Phantom Fuentes vor Prozess auf Tauchstation

Gran Canaria (dpa) - Eufemiano Fuentes ist selbst auf seiner Heimatinsel Gran Canaria ein Phantom. Bevor am 28. Januar der Dopingprozess gegen fünf Angeklagte der „Operacion Puerto“ beginnt, geht der Mediziner als Zentralgestalt des Verfahrens auf Tauchstation.

Während der gefallene Radstar Lance Armstrong in den USA bei TV-Talkerin Oprah Winfrey zumindest ein kleines Dopinggeständnis ablegen will, wehrt Fuentes' Madrider Anwalt Julian Perez Templado alle Interviewanfragen an seinen Klienten ab.

Zwei Wochen vor Prozessauftakt in der bislang umfangreichsten Dopingermittlung der Sportgeschichte verlieren sich die Spuren des Arztes auf Gran Canaria. „Nein, bei uns arbeitet er schon lange nicht mehr“, geben Angestellte des öffentlichen Gesundheitszentrums Schamann auf Las Palmas Auskunft. Sie verweisen auf eine am Hafen gelegene Klinik. Doch auch in dieser öffentlichen Einrichtung, die über eine Transfusionsabteilung verfügt, will man wenig vom berühmtesten Arzt der Insel wissen.

„Da müssen Sie nebenan bei der Notaufnahme fragen. Dort arbeitet er manchmal“, meint eine in der Anmeldung arbeitende Krankenschwester. Ihre Kollegin in der Notaufnahme wälzt das Mitarbeiterverzeichnis. Sie kann den Namen Eufemiano Fuentes Rodriguez aber nicht finden.
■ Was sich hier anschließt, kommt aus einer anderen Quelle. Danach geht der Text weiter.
/*!
 The low-level `typedstream` reader: head-byte decoding plus the state machine
 that turns the byte format into a flat stream of [`Event`]s.

 Logic reverse engineered from the `typedstream` sources located at:
   - [`typedstream.h`](https://opensource.apple.com/source/gcc/gcc-1493/libobjc/objc/typedstream.h.auto.html)
   - [`archive.c`](https://opensource.apple.com/source/gcc/gcc-5484/libobjc/archive.c.auto.html)
   - [`objc/typedstream.m`](https://archive.org/details/darwin_0.1)

 Terminology: a "head" is the leading byte of every encoded quantity. It either
 stores a single-byte integer literal directly, or one of the `TAG_*` constants
 below. Values in the tag range that are meant literally are escaped through
 `TAG_INTEGER_2`. Reference numbers are integers at or above
 `FIRST_REFERENCE_NUMBER`, chosen to sit exactly past the tag range so that
 early references still fit in one byte.
*/

use std::rc::Rc;

use crate::{
    encoding::{split_encodings, Encoding},
    error::stream::StreamError,
    stream::{
        byte_reader::ByteReader,
        events::{ByteOrder, Event, Reference, ReferenceKind},
        refs::SharedTable,
    },
};

/// Indicates an integer stored in the following 2 bytes (`0x81`)
const TAG_INTEGER_2: i8 = -127;
/// Indicates an integer stored in the following 4 bytes (`0x82`)
const TAG_INTEGER_4: i8 = -126;
/// Indicates a float or double in the following 4 or 8 bytes; the expected
/// type encoding determines the size (`0x83`)
const TAG_FLOATING_POINT: i8 = -125;
/// Indicates a string or object stored literally rather than as a back-reference (`0x84`)
const TAG_NEW: i8 = -124;
/// Indicates a nil value: strings, classes, objects, and ends of class chains (`0x85`)
const TAG_NIL: i8 = -123;
/// Indicates the end of an object (`0x86`)
const TAG_END_OF_OBJECT: i8 = -122;

/// The lowest and highest byte values reserved for tags; heads outside this
/// range encode single-byte integer literals.
const FIRST_TAG: i8 = -128;
const LAST_TAG: i8 = -111;

/// The first reference number, exactly one past the tag range (`0x92`).
const FIRST_REFERENCE_NUMBER: i64 = (LAST_TAG as i64) + 1;

/// The streamer version produced by all versions of Mac OS X and later
/// versions of NeXTSTEP; the only one this crate reads.
pub const STREAMER_VERSION_CURRENT: u8 = 4;
/// The earliest streamer version still recognized by Mac OS X, produced only
/// by early NeXTSTEP. Recognized here solely to reject it with a clear error.
pub const STREAMER_VERSION_OLD_NEXTSTEP: u8 = 3;

/// Signature string for big-endian typedstreams
pub const SIGNATURE_BIG_ENDIAN: &[u8] = b"typedstream";
/// Signature string for little-endian typedstreams
pub const SIGNATURE_LITTLE_ENDIAN: &[u8] = b"streamtyped";
/// Both signature strings have the same length
const SIGNATURE_LENGTH: usize = 11;

/// Decoding state: the header is consumed during construction, events are
/// produced one per [`Iterator::next`] call, and the machine never advances
/// past the end of the stream or an error.
#[derive(Debug, Clone, Copy, PartialEq, Eq)]
enum State {
    HeaderConsumed,
    Emitting,
    Done,
    Failed,
}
„An Fuentes ist schwer heranzukommen. Er wechselt häufig seine Telefonnummern. Mit den Kliniken hat er meist nur Jahres- oder Halbjahresverträge“, berichtete Martin Alonso, Sportredakteur der lokalen Tageszeitung „La Provincia“, der Nachrichtenagentur dpa. „Bei uns war er nur ein einziges Mal zum Interview. Da hat er sich dann auch über die deutsche Polizei beklagt, weil die bei einer Hausdurchsuchung den Minicomputer seines Sohns beschlagnahmt hat.“

Intensiveren Kontakt zu Fuentes hatte Leichtathletiktrainer Manuel Pascua, der unter anderen den für Portugal startenden Nigerianer Francis Obikwelu zu Olympia-Silber über 100 Meter in Athen führte. Pascua betreute auch den in der Kritik stehenden Fuentes, als der noch Teenager war und auf eine Karriere als Mittelstreckenläufer hoffte. Als Sportler hatte Fuentes „kein Talent“, meinte Pascua trocken. „Er hat Medizin an der renommierten Universität Navarra studiert und verschiedene Ausbildungen im Ausland absolviert“, berichtete der 79-Jährige.

Im Ausland ließ sich Fuentes bei den mutmaßlichen Doping-Koryphäen der Szene ausbilden. „Eufemiano war bei Francesco Conconi, der auch der Lehrer von Michele Ferrari war. Er war in Ostdeutschland. Er war in den USA, wo es nach Meinung einiger Trainer aus Osteuropa, mit denen ich damals darüber sprach, das am höchsten entwickelte Doping gab“, erklärte Pascua. Über Doping-Dienstleistungen von Fuentes für seine eigene Trainingsgruppe schwieg sich Pascua aus.

Die Operacion „Galgo“ der Guardia Civil führte vor drei Jahren zu Festnahmen von Pascua und Fuentes. Das Verfahren wurde aber eingestellt, weil eine Richterin die Abhörmaßnahmen rückwirkend als unangemessen betrachtete und damit einen großen Teil der Beweismittel für unzulässig erklärt hatte. Beim Puerto-Verfahren kann sich die spanische Justiz immerhin auf die Beweise der Guardia Civil stützen. Dazu gehören insgesamt 71 Beutel mit Blutplasma und 135 Blutbeutel, die allesamt Sportlern zugeordnet werden.

Die Anklage will für Fuentes, dessen Schwester Yolanda und drei weitere mutmaßliche Komplizen, jeweils zwei Jahre Haft und ein Verbot der Berufsausübung für diesen Zeitraum fordern. Weil es einen Straftatbestand Doping zum damaligen Zeitpunkt noch nicht gab, wird das Quintett der Verletzung der öffentlichen Gesundheit beschuldigt. Fuentes' Anwalt Templado rechnet nach dpa-Anfrage mit „einem Urteil zu unseren Gunsten. Ich glaube, dass die Vorwürfe fallen gelassen werden.“ Der Urteilsspruch der ersten Instanz wird für den 22. März erwartet.